Here's a citation to the article and some extracts:
Senate OKs raising federal debt limit to about $9 trillion
By Richard Wolf, USA TODAY
[Gross domestic product is a nation's annual economic output. The debt is now] more than the gross domestic product of China, the world's second-richest nation. It's more than the combined GDP of Japan and India, the next richest nations. [The debt is now 2/3 of the US GDP, up from 1/3 in 1981.]
U.S. Treasury obligations are viewed as one of the safest investments in the world. Lured by the stability of the U.S. economy, foreign governments, banks, companies and individuals have sharply increased their U.S. debt holdings. As recently as 1970, foreigners owned only 5% of the debt held by the public — that's the portion of the debt that doesn't include the amount the government owes itself, in the form of IOUs to entities such as the Social Security trust fund. By 2005, foreigners had increased their share to 45%.
In 2005, interest on the debt was $184 billion, which made it the fifth biggest item in the federal budget, behind defense, Social Security, Medicare and Medicaid.

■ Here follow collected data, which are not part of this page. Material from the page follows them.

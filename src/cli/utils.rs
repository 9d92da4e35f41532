use serde_json::{json, Value};

use crate::cli::OutputFormat;

/// Output a success message in the appropriate format
pub fn output_success(output_format: &OutputFormat, message: &str, data: Option<Value>) -> anyhow::Result<()> {
    match output_format {
        OutputFormat::Json => {
            let mut response = json!({
                "success": true,
                "message": message
            });

            if let (Some(Value::Object(extra)), Some(body)) = (data, response.as_object_mut()) {
                body.extend(extra);
            }

            println!("{}", serde_json::to_string_pretty(&response)?);
        }
        OutputFormat::Text => {
            println!("✓ {}", message);
        }
    }
    Ok(())
}

/// Output an error message in the appropriate format
pub fn output_error(output_format: &OutputFormat, message: &str) -> anyhow::Result<()> {
    match output_format {
        OutputFormat::Json => {
            let response = json!({
                "success": false,
                "error": message
            });
            println!("{}", serde_json::to_string_pretty(&response)?);
        }
        OutputFormat::Text => {
            eprintln!("Error: {}", message);
        }
    }
    Ok(())
}
// handlers/elevated/subjects.rs - /api/admin/subjects

use axum::{
    extract::{rejection::{JsonRejection, PathRejection}, Path, State},
    Json,
};
use serde::Deserialize;

use crate::app::AppState;
use crate::database::models::Subject;
use crate::middleware::{ApiResponse, ApiResult, Deleted};
use crate::services::SubjectService;
use crate::validation::FieldErrors;

#[derive(Debug, Default, Deserialize)]
#[serde(default)]
pub struct SubjectRequest {
    pub name: String,
}

impl SubjectRequest {
    fn validated_name(&self) -> Result<String, crate::error::ApiError> {
        let mut errors = FieldErrors::new();
        let name = errors.required("name", &self.name, "Subject name is required");
        errors.into_result("Invalid subject")?;
        Ok(name)
    }
}

pub async fn create(
    State(state): State<AppState>,
    payload: Result<Json<SubjectRequest>, JsonRejection>,
) -> ApiResult<Subject> {
    let Json(req) = payload?;
    let name = req.validated_name()?;
    let subject = SubjectService::new(state.pool).create(&name).await?;
    Ok(ApiResponse::created(subject))
}

pub async fn update(
    State(state): State<AppState>,
    path: Result<Path<i32>, PathRejection>,
    payload: Result<Json<SubjectRequest>, JsonRejection>,
) -> ApiResult<Subject> {
    let Path(id) = path?;
    let Json(req) = payload?;
    let name = req.validated_name()?;
    let subject = SubjectService::new(state.pool).update(id, &name).await?;
    Ok(ApiResponse::success(subject))
}

pub async fn delete(
    State(state): State<AppState>,
    path: Result<Path<i32>, PathRejection>,
) -> ApiResult<Deleted<i32>> {
    let Path(id) = path?;
    SubjectService::new(state.pool).delete(id).await?;
    Ok(ApiResponse::deleted(id))
}
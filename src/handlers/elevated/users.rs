// handlers/elevated/users.rs - /api/admin/users

use axum::{
    extract::{rejection::{JsonRejection, PathRejection}, Path, State},
    Extension, Json,
};
use serde::Deserialize;

use super::parse_role;
use crate::app::AppState;
use crate::database::models::User;
use crate::error::ApiError;
use crate::middleware::{ApiResponse, ApiResult, AuthUser, Deleted};
use crate::services::{NewUser, UpdateUser, UserService};
use crate::validation::FieldErrors;

#[derive(Debug, Default, Deserialize)]
#[serde(rename_all = "camelCase", default)]
pub struct UserRequest {
    pub email: String,
    pub password: Option<String>,
    pub confirm_password: Option<String>,
    pub first_name: String,
    pub last_name: String,
    pub role: Option<String>,
}

pub async fn list(State(state): State<AppState>) -> ApiResult<Vec<User>> {
    Ok(ApiResponse::success(UserService::new(state.pool).list().await?))
}

pub async fn show(
    State(state): State<AppState>,
    path: Result<Path<i32>, PathRejection>,
) -> ApiResult<User> {
    let Path(id) = path?;
    Ok(ApiResponse::success(UserService::new(state.pool).get(id).await?))
}

/// Creates the account and puts the email on the authorized-user list
pub async fn create(
    State(state): State<AppState>,
    payload: Result<Json<UserRequest>, JsonRejection>,
) -> ApiResult<User> {
    let Json(req) = payload?;

    let mut errors = FieldErrors::new();
    let email = errors.email("email", &req.email);
    let password = req.password.clone().unwrap_or_default();
    errors.password("password", &password);
    errors.password_confirmation("confirmPassword", &password, req.confirm_password.as_deref());
    let first_name = errors.required("firstName", &req.first_name, "First name is required");
    let last_name = errors.required("lastName", &req.last_name, "Last name is required");
    let role = parse_role(req.role.as_deref());
    if role.is_err() {
        errors.add("role", "Role must be TEACHER or ADMIN");
    }
    errors.into_result("Invalid user")?;

    let user = UserService::new(state.pool)
        .create(NewUser {
            email,
            password,
            first_name,
            last_name,
            role: role?,
        })
        .await?;
    Ok(ApiResponse::created(user))
}

/// Names and role; the password only when one is supplied
pub async fn update(
    State(state): State<AppState>,
    path: Result<Path<i32>, PathRejection>,
    payload: Result<Json<UserRequest>, JsonRejection>,
) -> ApiResult<User> {
    let Path(id) = path?;
    let Json(req) = payload?;

    let mut errors = FieldErrors::new();
    let first_name = errors.required("firstName", &req.first_name, "First name is required");
    let last_name = errors.required("lastName", &req.last_name, "Last name is required");
    let password = req.password.clone().filter(|p| !p.is_empty());
    if let Some(password) = &password {
        errors.password("password", password);
        errors.password_confirmation("confirmPassword", password, req.confirm_password.as_deref());
    }
    let role = parse_role(req.role.as_deref());
    if role.is_err() {
        errors.add("role", "Role must be TEACHER or ADMIN");
    }
    errors.into_result("Invalid user")?;

    let user = UserService::new(state.pool)
        .update(
            id,
            UpdateUser {
                first_name,
                last_name,
                role: role?,
                password,
            },
        )
        .await?;
    Ok(ApiResponse::success(user))
}

/// An admin cannot delete their own account
pub async fn delete(
    State(state): State<AppState>,
    Extension(auth_user): Extension<AuthUser>,
    path: Result<Path<i32>, PathRejection>,
) -> ApiResult<Deleted<i32>> {
    let Path(id) = path?;
    if auth_user.id == id {
        return Err(ApiError::bad_request("You cannot delete your own account"));
    }
    UserService::new(state.pool).delete(id).await?;
    Ok(ApiResponse::deleted(id))
}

No comment necessary (from the Washington Post): Lawmakers boost spending after raising debt ceiling.
WASHINGTON - With no brakes on spending and no moves afoot to raise taxes, the federal debt is now rising at an unprecedented clip. Congress raised the limit on the federal government's borrowing by $781 billion Thursday, and then lawmakers voted to spend well over $100 billion on the war in Iraq, hurricane relief, education, health care, transportation and heating assistance for the poor without making offsetting budget cuts.